SUPPLIED RECORDS
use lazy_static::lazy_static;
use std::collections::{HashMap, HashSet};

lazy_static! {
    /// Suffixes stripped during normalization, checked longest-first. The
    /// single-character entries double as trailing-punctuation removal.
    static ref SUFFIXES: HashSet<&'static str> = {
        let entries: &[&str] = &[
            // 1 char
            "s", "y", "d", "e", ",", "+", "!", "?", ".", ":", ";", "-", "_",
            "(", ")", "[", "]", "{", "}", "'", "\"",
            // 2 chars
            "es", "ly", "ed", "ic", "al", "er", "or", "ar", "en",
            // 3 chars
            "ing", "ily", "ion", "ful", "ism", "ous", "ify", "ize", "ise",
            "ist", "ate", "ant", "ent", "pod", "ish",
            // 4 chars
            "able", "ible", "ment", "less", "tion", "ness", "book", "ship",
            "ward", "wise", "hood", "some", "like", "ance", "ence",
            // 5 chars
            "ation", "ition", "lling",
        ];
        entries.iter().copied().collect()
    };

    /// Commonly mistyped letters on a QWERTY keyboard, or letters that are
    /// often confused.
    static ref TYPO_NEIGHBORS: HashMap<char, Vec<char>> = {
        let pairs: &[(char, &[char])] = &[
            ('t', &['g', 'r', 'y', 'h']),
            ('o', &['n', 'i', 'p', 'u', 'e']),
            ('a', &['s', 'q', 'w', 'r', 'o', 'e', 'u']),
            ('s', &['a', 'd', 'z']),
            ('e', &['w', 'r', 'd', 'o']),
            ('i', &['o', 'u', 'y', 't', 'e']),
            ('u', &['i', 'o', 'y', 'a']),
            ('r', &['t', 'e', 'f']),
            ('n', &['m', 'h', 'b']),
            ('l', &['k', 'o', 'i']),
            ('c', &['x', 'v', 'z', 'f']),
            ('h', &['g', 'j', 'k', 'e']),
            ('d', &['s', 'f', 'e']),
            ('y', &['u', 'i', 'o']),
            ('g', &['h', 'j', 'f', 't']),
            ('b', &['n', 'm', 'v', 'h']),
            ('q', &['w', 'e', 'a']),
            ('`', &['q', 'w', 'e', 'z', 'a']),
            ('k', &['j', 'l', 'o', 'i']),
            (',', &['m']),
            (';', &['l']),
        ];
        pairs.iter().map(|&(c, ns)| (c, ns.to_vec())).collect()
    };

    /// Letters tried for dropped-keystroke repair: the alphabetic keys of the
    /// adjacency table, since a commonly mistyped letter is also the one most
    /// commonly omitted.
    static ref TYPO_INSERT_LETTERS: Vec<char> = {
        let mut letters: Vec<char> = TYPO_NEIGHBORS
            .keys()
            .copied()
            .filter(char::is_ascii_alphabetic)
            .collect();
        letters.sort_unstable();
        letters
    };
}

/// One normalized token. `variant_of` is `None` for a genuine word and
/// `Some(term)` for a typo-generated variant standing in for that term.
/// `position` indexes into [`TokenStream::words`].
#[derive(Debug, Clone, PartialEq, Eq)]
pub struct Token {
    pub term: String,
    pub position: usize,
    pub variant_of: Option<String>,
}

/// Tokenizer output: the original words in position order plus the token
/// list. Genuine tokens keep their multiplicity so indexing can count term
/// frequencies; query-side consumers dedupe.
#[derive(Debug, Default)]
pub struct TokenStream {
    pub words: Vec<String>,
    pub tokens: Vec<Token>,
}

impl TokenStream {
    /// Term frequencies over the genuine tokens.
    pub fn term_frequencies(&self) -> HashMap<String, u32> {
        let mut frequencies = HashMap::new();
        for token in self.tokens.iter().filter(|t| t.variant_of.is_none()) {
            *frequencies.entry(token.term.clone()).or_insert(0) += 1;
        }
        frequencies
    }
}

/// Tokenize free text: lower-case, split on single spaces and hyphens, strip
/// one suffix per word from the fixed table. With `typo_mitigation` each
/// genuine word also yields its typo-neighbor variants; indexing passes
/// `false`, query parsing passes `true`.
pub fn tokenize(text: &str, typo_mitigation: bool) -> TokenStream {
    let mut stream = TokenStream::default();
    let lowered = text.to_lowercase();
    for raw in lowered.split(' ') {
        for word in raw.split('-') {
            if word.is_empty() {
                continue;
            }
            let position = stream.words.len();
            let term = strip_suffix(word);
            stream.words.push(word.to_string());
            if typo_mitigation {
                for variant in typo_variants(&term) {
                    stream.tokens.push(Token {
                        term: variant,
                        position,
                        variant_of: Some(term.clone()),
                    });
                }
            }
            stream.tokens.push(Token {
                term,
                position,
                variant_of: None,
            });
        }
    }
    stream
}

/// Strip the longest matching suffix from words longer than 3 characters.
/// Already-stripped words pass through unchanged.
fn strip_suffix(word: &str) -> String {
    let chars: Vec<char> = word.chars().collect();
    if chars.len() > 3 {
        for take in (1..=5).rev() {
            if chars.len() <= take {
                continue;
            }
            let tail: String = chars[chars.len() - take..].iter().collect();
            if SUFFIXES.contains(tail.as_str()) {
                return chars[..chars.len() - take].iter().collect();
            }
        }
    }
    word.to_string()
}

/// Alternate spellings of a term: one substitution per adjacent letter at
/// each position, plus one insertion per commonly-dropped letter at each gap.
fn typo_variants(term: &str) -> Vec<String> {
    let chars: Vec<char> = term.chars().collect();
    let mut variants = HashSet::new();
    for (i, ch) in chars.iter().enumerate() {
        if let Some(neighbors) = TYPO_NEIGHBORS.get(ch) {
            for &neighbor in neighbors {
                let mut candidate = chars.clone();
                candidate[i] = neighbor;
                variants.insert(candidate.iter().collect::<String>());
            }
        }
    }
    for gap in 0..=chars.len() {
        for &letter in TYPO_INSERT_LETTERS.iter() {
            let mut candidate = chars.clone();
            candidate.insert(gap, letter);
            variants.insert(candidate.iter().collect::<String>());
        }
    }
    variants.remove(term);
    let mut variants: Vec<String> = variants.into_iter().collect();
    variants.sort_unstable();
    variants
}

--

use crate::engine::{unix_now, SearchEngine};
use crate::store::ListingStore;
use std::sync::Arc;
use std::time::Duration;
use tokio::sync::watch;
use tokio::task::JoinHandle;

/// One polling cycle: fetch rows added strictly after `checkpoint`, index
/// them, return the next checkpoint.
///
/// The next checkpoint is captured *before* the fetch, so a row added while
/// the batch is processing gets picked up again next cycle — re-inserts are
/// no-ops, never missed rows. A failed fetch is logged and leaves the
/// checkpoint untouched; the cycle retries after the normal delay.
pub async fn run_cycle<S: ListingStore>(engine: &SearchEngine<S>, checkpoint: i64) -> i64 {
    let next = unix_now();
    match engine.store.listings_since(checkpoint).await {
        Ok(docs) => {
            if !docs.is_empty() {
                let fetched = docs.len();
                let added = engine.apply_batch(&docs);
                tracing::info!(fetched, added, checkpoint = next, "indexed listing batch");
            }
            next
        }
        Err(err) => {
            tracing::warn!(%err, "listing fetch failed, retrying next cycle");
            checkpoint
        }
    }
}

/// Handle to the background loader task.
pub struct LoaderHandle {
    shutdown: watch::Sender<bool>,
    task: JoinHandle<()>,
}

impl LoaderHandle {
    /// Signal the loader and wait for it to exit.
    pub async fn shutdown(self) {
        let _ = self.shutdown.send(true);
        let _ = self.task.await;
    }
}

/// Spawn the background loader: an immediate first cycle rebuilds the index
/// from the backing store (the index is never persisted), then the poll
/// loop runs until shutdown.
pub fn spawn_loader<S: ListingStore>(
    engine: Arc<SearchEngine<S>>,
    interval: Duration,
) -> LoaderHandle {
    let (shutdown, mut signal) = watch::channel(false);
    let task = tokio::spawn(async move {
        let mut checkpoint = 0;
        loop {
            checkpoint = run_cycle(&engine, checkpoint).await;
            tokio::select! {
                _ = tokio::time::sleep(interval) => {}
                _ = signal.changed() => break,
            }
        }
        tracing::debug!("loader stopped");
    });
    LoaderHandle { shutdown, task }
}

EXERCISE
Pull every line holding "shutdown" out of the records.

EXPECTED ANSWER
    shutdown: watch::Sender<bool>,
    pub async fn shutdown(self) {
        let _ = self.shutdown.send(true);
/// loop runs until shutdown.
    let (shutdown, mut signal) = watch::channel(false);
    LoaderHandle { shutdown, task }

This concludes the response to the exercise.